**Exercise requirements**
Each line below that holds the word "warn" counts once. Say how many such lines there are, and no more.

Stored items

▶

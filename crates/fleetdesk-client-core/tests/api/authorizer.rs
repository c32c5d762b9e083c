use crate::helpers::TestClient;
use fleetdesk_auth_test_helper::MockBehaviour;
use fleetdesk_client_core::{ApiRequest, RequestError, SessionError};
use std::time::Duration;

#[tokio::test]
async fn login_endpoint_never_gets_authorization_header() {
    // Arrange - a token is in storage
    let client = TestClient::spawn().await;
    client.login().await;
    let request = ApiRequest::post("/auth/login")
        .json(&serde_json::json!({"email": "someone@fleet.example", "password": "nope"}))
        .unwrap();

    // Act
    let outcome = client.authorizer.send(request).await;

    // Assert - 401 on an anonymous endpoint is not retried
    assert!(outcome.unwrap_err().is_unauthorized());
    assert_eq!(client.app.api.refresh_calls(), 0);
    let logins = client.app.api.requests_to("/auth/login");
    assert_eq!(logins.len(), 2);
    assert!(logins.iter().all(|x| x.authorization.is_none()));
}

#[tokio::test]
async fn public_paths_bypass_authorization() {
    // Arrange
    let client = TestClient::spawn().await;
    client.login().await;

    // Act
    let branches: Vec<String> = client
        .authorizer
        .send_json(ApiRequest::get("/public/branches"))
        .await
        .unwrap();

    // Assert
    assert_eq!(branches, vec!["Downtown", "Airport"]);
    let recorded = client.app.api.requests_to("/public/branches");
    assert_eq!(recorded[0].authorization, None);
    assert_eq!(recorded[0].accept_language, None);
}

#[tokio::test]
async fn protected_request_carries_bearer_language_and_json_content_type() {
    // Arrange
    let client = TestClient::spawn().await;
    let session = client.login().await;

    // Act
    let vehicles: Vec<serde_json::Value> = client
        .authorizer
        .send_json(ApiRequest::get("/vehicles"))
        .await
        .unwrap();

    // Assert
    assert_eq!(vehicles.len(), 2);
    let recorded = &client.app.api.requests_to("/vehicles")[0];
    assert_eq!(
        recorded.authorization,
        Some(format!("Bearer {}", session.access_token.expose_secret()))
    );
    assert_eq!(recorded.accept_language.as_deref(), Some("ar"));
    assert_eq!(recorded.content_type.as_deref(), Some("application/json"));
}

#[tokio::test]
async fn language_header_follows_preference() {
    // Arrange
    let client = TestClient::spawn().await;
    client.login().await;
    client.session.set_language("fr").unwrap();

    // Act
    client
        .authorizer
        .send(ApiRequest::get("/vehicles"))
        .await
        .unwrap();

    // Assert
    let recorded = &client.app.api.requests_to("/vehicles")[0];
    assert_eq!(recorded.accept_language.as_deref(), Some("fr"));
}

#[tokio::test]
async fn without_session_401_is_returned_without_refresh() {
    // Arrange
    let client = TestClient::spawn().await;

    // Act
    let outcome = client.authorizer.send(ApiRequest::get("/vehicles")).await;

    // Assert
    assert!(outcome.unwrap_err().is_unauthorized());
    assert_eq!(client.app.api.refresh_calls(), 0);
    assert_eq!(client.app.api.requests_to("/vehicles")[0].authorization, None);
}

#[tokio::test]
async fn rejected_token_refreshed_and_request_retried_once() {
    // Arrange
    let client = TestClient::spawn().await;
    let original = client.login().await;
    client.app.api.invalidate_access_tokens();

    // Act
    let outcome = client.authorizer.send(ApiRequest::get("/vehicles")).await;

    // Assert
    assert!(outcome.is_ok());
    assert_eq!(client.app.api.refresh_calls(), 1);
    let recorded = client.app.api.requests_to("/vehicles");
    assert_eq!(recorded.len(), 2);
    let new_token = client.stored_access_token().unwrap();
    assert_ne!(new_token, original.access_token.expose_secret());
    assert_eq!(recorded[1].authorization, Some(format!("Bearer {new_token}")));
}

#[tokio::test]
async fn second_401_returned_to_caller() {
    // Arrange
    let client = TestClient::spawn_with(MockBehaviour {
        always_unauthorized: true,
        ..Default::default()
    })
    .await;
    client.login().await;

    // Act
    let outcome = client.authorizer.send(ApiRequest::get("/vehicles")).await;

    // Assert
    assert!(matches!(outcome, Err(RequestError::Unauthorized(_))));
    assert_eq!(client.app.api.refresh_calls(), 1);
    assert_eq!(client.app.api.requests_to("/vehicles").len(), 2);
    assert!(client.session.is_authenticated());
}

#[tokio::test]
async fn concurrent_401s_share_one_refresh_and_retry_with_same_token() {
    // Arrange
    let client = TestClient::spawn_with(MockBehaviour {
        refresh_delay: Duration::from_millis(200),
        ..Default::default()
    })
    .await;
    client.login().await;
    client.app.api.invalidate_access_tokens();
    let request_count = 5;

    // Act
    let outcomes = futures::future::join_all(
        (0..request_count).map(|_| client.authorizer.send(ApiRequest::get("/vehicles"))),
    )
    .await;

    // Assert
    assert!(outcomes.iter().all(|x| x.is_ok()));
    assert_eq!(client.app.api.refresh_calls(), 1);
    let expected = Some(format!(
        "Bearer {}",
        client.stored_access_token().unwrap()
    ));
    let recorded = client.app.api.requests_to("/vehicles");
    assert_eq!(recorded.len(), request_count * 2);
    let retries = &recorded[request_count..];
    assert!(retries.iter().all(|x| x.authorization == expected));
}

#[tokio::test]
async fn failed_refresh_logs_out_and_surfaces_refresh_error() {
    // Arrange
    let client = TestClient::spawn_with(MockBehaviour {
        reject_refresh: true,
        ..Default::default()
    })
    .await;
    client.login().await;
    client.app.api.invalidate_access_tokens();

    // Act
    let outcome = client.authorizer.send(ApiRequest::get("/vehicles")).await;

    // Assert
    assert!(matches!(
        outcome,
        Err(RequestError::Refresh(SessionError::RefreshRejected(_)))
    ));
    assert!(!client.session.is_authenticated());
    assert_eq!(client.current_location().as_deref(), Some("/auth/login"));
    assert_eq!(client.app.api.requests_to("/vehicles").len(), 1);
}

#[tokio::test]
async fn forbidden_redirects_without_refresh() {
    // Arrange
    let client = TestClient::spawn().await;
    client.login().await;

    // Act
    let outcome = client.authorizer.send(ApiRequest::get("/admin/reports")).await;

    // Assert
    let err = outcome.unwrap_err();
    assert!(matches!(err, RequestError::Forbidden(_)));
    assert_eq!(err.status(), Some(403));
    assert_eq!(client.app.api.refresh_calls(), 0);
    assert_eq!(client.current_location().as_deref(), Some("/unauthorized"));
    assert!(client.session.is_authenticated());
}

#[tokio::test]
async fn multipart_body_gets_transport_content_type() {
    // Arrange
    let client = TestClient::spawn().await;
    client.login().await;
    let request = ApiRequest::post("/uploads")
        .text_part("vehicleId", "7")
        .file_part("photo", "front.png", Some("image/png"), vec![0x89, 0x50, 0x4e, 0x47]);

    // Act
    let outcome = client.authorizer.send(request).await;

    // Assert
    assert!(outcome.is_ok());
    let recorded = &client.app.api.requests_to("/uploads")[0];
    let content_type = recorded.content_type.as_deref().unwrap();
    assert!(
        content_type.starts_with("multipart/form-data; boundary="),
        "unexpected content type: {content_type}"
    );
    assert!(recorded.authorization.is_some());
}

#[tokio::test]
async fn multipart_body_resent_after_refresh() {
    // Arrange
    let client = TestClient::spawn().await;
    client.login().await;
    client.app.api.invalidate_access_tokens();
    let request = ApiRequest::post("/uploads").file_part("photo", "side.png", None, vec![1, 2]);

    // Act
    let outcome = client.authorizer.send(request).await;

    // Assert
    assert!(outcome.is_ok());
    assert_eq!(client.app.api.requests_to("/uploads").len(), 2);
}

#[tokio::test]
async fn unsuccessful_envelope_on_http_ok_is_application_error() {
    // Arrange
    let client = TestClient::spawn().await;
    client.login().await;

    // Act
    let outcome = client
        .authorizer
        .send_json::<serde_json::Value>(ApiRequest::post("/bookings/conflict"))
        .await;

    // Assert
    let failure = match outcome {
        Err(RequestError::Application(failure)) => failure,
        other => panic!("expected an application failure, got: {other:?}"),
    };
    assert_eq!(failure.message, "Vehicle is already booked for these dates");
    assert_eq!(failure.errors, vec!["Vehicle is already booked"]);
    assert_eq!(failure.status_code, Some(409));
}

#[tokio::test]
async fn slow_response_times_out_as_network_error() {
    // Arrange
    let client = TestClient::spawn_with(MockBehaviour {
        slow_delay: Duration::from_secs(3),
        ..Default::default()
    })
    .await;

    // Act
    let outcome = client.authorizer.send(ApiRequest::get("/slow")).await;

    // Assert
    assert!(
        matches!(outcome, Err(RequestError::Network(_))),
        "unexpected outcome: {outcome:?}"
    );
}
//! Named credential slots on top of a [`KeyValueStore`]
//!
//! The slots are independent and the backing store has no transactions.
//! [`CredentialStore::store_session`] writes them as one ordered batch so the
//! access token doubles as a commit marker: a session is only considered
//! present once the access token has been written last

use std::sync::Arc;

use fleetdesk_shared::{
    token::{AccessToken, RefreshToken},
    uac::UserInfo,
};
use tracing::{error, warn};

use super::{
    state::Session,
    storage::{KeyValueStore, StoreOp},
};
use crate::StorageSettings;

#[derive(Debug, Clone)]
pub struct CredentialStore {
    store: Arc<dyn KeyValueStore>,
    keys: StorageSettings,
}

impl CredentialStore {
    pub fn new(store: Arc<dyn KeyValueStore>, keys: StorageSettings) -> Self {
        Self { store, keys }
    }

    pub fn access_token(&self) -> Option<AccessToken> {
        self.non_empty(&self.keys.access_token_key)
            .map(AccessToken::new)
    }

    pub fn refresh_token(&self) -> Option<RefreshToken> {
        self.non_empty(&self.keys.refresh_token_key)
            .map(RefreshToken::new)
    }

    /// The cached user record. A record that no longer parses is reported as
    /// missing
    pub fn cached_user(&self) -> Option<UserInfo> {
        let raw = self.non_empty(&self.keys.user_key)?;
        match serde_json::from_str(&raw) {
            Ok(user) => Some(user),
            Err(e) => {
                warn!(?e, "cached user record is unreadable");
                None
            }
        }
    }

    pub fn language(&self) -> Option<String> {
        self.non_empty(&self.keys.language_key)
    }

    pub fn set_language(&self, language: &str) -> anyhow::Result<()> {
        self.store.set(&self.keys.language_key, language)
    }

    /// Returns true if any of the session slots hold a value
    pub fn has_any_credentials(&self) -> bool {
        [
            &self.keys.access_token_key,
            &self.keys.refresh_token_key,
            &self.keys.user_key,
        ]
        .into_iter()
        .any(|key| self.store.get(key).is_some())
    }

    #[tracing::instrument(skip(self, session), fields(user_id = %session.user.id))]
    pub fn store_session(&self, session: &Session) -> anyhow::Result<()> {
        let user_json = serde_json::to_string(session.user.as_ref())?;
        self.store.apply(&[
            StoreOp::Remove(&self.keys.access_token_key),
            StoreOp::Set(&self.keys.user_key, &user_json),
            StoreOp::Set(
                &self.keys.refresh_token_key,
                session.refresh_token.expose_secret(),
            ),
            StoreOp::Set(
                &self.keys.access_token_key,
                session.access_token.expose_secret(),
            ),
        ])
    }

    /// Removes the session slots. The language preference is kept.
    ///
    /// Never fails, slots that cannot be removed are logged and left for the
    /// next startup check to discard
    #[tracing::instrument(skip(self))]
    pub fn clear(&self) {
        // Access token first so a partially cleared store reads as logged out
        let ops = [
            StoreOp::Remove(&self.keys.access_token_key),
            StoreOp::Remove(&self.keys.refresh_token_key),
            StoreOp::Remove(&self.keys.user_key),
        ];
        if let Err(e) = self.store.apply(&ops) {
            error!(?e, "failed to remove credential slots");
        }
    }

    fn non_empty(&self, key: &str) -> Option<String> {
        self.store.get(key).filter(|x| !x.is_empty())
    }
}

◀

**Written reply**
2